#### THE TASK:
Among the lines below, take the one holding "to create app", the one holding "pub fn default_app_dir()", and all lines between them. Set them down exactly.

#### Saved entries:
'''

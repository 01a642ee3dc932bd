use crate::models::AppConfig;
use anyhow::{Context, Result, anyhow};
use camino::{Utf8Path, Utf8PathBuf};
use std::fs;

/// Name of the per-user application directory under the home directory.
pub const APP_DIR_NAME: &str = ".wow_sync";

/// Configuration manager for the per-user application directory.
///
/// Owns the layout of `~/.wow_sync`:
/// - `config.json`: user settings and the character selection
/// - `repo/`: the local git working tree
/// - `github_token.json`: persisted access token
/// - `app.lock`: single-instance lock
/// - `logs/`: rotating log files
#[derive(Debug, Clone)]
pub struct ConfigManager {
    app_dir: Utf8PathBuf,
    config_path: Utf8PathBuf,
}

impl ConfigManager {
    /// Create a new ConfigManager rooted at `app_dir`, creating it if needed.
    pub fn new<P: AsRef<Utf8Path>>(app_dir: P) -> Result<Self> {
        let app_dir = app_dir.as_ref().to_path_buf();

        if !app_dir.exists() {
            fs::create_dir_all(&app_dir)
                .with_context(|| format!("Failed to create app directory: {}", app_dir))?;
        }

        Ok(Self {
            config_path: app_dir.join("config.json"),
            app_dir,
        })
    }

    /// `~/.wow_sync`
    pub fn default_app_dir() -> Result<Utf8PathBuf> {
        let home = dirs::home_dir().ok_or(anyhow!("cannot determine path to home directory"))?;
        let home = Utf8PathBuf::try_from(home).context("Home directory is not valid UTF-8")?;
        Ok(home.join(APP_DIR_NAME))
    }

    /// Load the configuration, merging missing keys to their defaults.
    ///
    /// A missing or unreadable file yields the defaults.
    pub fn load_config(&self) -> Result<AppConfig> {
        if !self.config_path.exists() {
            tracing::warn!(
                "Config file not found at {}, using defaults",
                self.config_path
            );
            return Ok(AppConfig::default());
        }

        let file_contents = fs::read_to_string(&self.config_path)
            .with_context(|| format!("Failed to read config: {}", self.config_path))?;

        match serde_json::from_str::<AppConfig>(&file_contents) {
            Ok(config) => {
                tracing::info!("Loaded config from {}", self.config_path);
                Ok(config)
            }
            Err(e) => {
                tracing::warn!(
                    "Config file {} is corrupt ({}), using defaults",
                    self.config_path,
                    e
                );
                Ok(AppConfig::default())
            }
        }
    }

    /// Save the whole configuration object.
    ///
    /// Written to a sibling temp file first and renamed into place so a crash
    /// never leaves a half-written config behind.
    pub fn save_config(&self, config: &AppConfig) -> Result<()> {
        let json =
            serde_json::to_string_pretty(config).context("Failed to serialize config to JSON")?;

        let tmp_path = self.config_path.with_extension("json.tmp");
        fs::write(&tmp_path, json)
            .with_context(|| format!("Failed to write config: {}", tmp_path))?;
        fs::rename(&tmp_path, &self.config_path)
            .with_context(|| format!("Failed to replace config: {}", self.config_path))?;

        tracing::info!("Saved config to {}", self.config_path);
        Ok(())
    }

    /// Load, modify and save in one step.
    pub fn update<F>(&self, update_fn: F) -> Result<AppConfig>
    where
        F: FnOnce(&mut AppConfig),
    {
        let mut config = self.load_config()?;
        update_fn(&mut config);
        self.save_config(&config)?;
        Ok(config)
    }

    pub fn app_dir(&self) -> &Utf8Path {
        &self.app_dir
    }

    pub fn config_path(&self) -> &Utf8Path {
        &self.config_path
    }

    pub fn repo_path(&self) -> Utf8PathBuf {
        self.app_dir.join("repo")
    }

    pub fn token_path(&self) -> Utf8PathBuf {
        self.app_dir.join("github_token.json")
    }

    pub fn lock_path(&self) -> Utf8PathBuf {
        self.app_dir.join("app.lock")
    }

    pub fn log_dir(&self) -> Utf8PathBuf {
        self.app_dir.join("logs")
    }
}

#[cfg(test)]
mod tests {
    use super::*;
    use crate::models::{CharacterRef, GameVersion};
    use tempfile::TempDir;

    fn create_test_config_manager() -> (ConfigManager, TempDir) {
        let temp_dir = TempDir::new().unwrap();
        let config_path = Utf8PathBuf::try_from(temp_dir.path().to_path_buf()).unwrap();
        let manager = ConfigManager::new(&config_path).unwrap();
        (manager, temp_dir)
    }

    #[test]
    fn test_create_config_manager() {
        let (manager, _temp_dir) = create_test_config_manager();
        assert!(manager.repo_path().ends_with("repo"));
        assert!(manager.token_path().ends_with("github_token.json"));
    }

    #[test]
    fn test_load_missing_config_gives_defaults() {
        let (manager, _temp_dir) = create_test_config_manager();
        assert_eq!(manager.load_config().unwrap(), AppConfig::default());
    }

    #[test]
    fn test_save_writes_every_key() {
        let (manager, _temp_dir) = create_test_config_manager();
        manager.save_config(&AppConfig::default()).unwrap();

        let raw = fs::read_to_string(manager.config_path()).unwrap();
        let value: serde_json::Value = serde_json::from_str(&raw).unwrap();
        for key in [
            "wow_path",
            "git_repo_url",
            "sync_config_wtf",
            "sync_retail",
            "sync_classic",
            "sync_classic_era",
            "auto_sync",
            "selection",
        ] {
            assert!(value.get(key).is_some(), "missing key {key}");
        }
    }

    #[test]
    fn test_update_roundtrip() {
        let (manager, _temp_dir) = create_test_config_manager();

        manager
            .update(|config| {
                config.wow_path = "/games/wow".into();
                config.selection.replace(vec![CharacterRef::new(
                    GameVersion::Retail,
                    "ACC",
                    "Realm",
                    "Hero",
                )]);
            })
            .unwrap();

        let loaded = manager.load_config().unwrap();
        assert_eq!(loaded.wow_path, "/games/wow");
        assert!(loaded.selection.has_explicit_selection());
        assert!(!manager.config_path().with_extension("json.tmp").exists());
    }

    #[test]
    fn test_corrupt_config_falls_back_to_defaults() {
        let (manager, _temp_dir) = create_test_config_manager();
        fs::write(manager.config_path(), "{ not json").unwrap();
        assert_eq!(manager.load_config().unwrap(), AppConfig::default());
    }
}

'''

#### RESULT:
                .with_context(|| format!("Failed to create app directory: {}", app_dir))?;
        }

        Ok(Self {
            config_path: app_dir.join("config.json"),
            app_dir,
        })
    }

    /// `~/.wow_sync`
    pub fn default_app_dir() -> Result<Utf8PathBuf> {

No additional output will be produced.